La desregulación emocional es la dificultad para gestionar la intensidad de una emoción una vez aparece.
No significa sentir más emociones que otras personas. Significa que:
aparecen con mucha intensidad;
cuesta frenarlas;
tardan más en disminuir;
es difícil pensar con claridad mientras están presentes.
Es como si tu cerebro no tuviera un "regulador de volumen" y cada emoción llegara con el volumen al máximo.
Mientras otras personas sienten una ola pequeña, tú puedes sentir un auténtico tsunami.
¿Por qué ocurre en el TDAH?
El TDAH afecta a funciones del cerebro relacionadas con el autocontrol y las funciones ejecutivas.
Cuando una emoción intensa aparece, las áreas encargadas de poner freno, analizar la situación o cambiar de perspectiva tardan más en activarse, lo provoca que la emoción tome el control antes de que puedas responder de forma consciente. No es falta de voluntad, tampoco es inmadurez...Es una diferencia en la forma en la que el cerebro procesa la información emocional.
¿Cómo se siente la desregulación emocional?
Cada persona la vive de forma diferente, pero es frecuente experimentar:
enfados muy intensos por situaciones pequeñas;
frustración desproporcionada cuando algo sale mal;
sensación de rechazo aunque nadie haya querido hacer daño;
cambios emocionales muy rápidos;
llorar con facilidad;
sentir vergüenza o culpa durante horas;
dificultad para "pasar página";
arrepentirse de lo dicho cuando la emoción baja.

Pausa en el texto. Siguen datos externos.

//! Simulation loop — velocity integration over an intersection view.
//!
//! A headless frame: integrate positions for entities with a velocity,
//! tick down lifetimes, destroy the expired, and watch their slots come
//! back recycled with bumped versions.
//!
//! Run with: `cargo run -p fafnir --example simulation`

use fafnir::prelude::*;

// ── Components ───────────────────────────────────────────────────────────

#[derive(Debug)]
struct Position {
    x: f32,
    y: f32,
}

struct Velocity {
    dx: f32,
    dy: f32,
}

struct Lifetime(u32);

fn main() {
    env_logger::init();

    let mut registry = Registry::new();

    for i in 0..5u32 {
        let entity = registry.create_entity();
        registry.emplace_component(
            entity,
            Position {
                x: 0.0,
                y: i as f32 * 10.0,
            },
        );
        registry.emplace_component(
            entity,
            Velocity {
                dx: 1.0 + i as f32,
                dy: 0.0,
            },
        );
        // Every other entity expires after two steps.
        if i % 2 == 0 {
            registry.emplace_component(entity, Lifetime(2));
        }
    }

    for step in 0..4 {
        registry
            .view::<(&mut Position, &Velocity)>()
            .each(|_, (position, velocity)| {
                position.x += velocity.dx;
                position.y += velocity.dy;
            });

        // Structural changes wait until the scan is over: collect the
        // expired first, then destroy them.
        let mut expired = Vec::new();
        registry.view::<(&mut Lifetime,)>().each(|entity, (lifetime,)| {
            if lifetime.0 == 0 {
                expired.push(entity);
            } else {
                lifetime.0 -= 1;
            }
        });
        for entity in expired {
            registry.destroy_entity(entity);
        }

        println!("after step {step}: {} alive", registry.alive_count());
    }

    // The freed slots are reused, but with fresh versions; any handle
    // from before the destroy stays invalid.
    let recycled = registry.create_entity();
    println!("recycled handle: {recycled:?}");

    println!("survivors:");
    registry.each_entity(|entity| {
        match registry.try_get_component::<Position>(entity) {
            Some(position) => println!("  {entity}: {position:?}"),
            None => println!("  {entity}: (bare)"),
        }
    });
}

Muchas personas describen la experiencia diciendo:
"Sé que estoy exagerando... pero en ese momento lo siento como si fuera el fin del mundo."
La metáfora de la ola:
Imagina que estás en la playa:
Una emoción es como una ola, no puedes impedir que aparezca pero sí puedes aprender a surfearla. El problema es que muchas personas con TDAH intentan luchar contra la ola, la empujan, la niegan, se critican por sentirla y eso hace que la ola sea todavía más grande. Regular una emoción no consiste en eliminarla, consiste en dejar que pase sin que tome el volante de tu vida.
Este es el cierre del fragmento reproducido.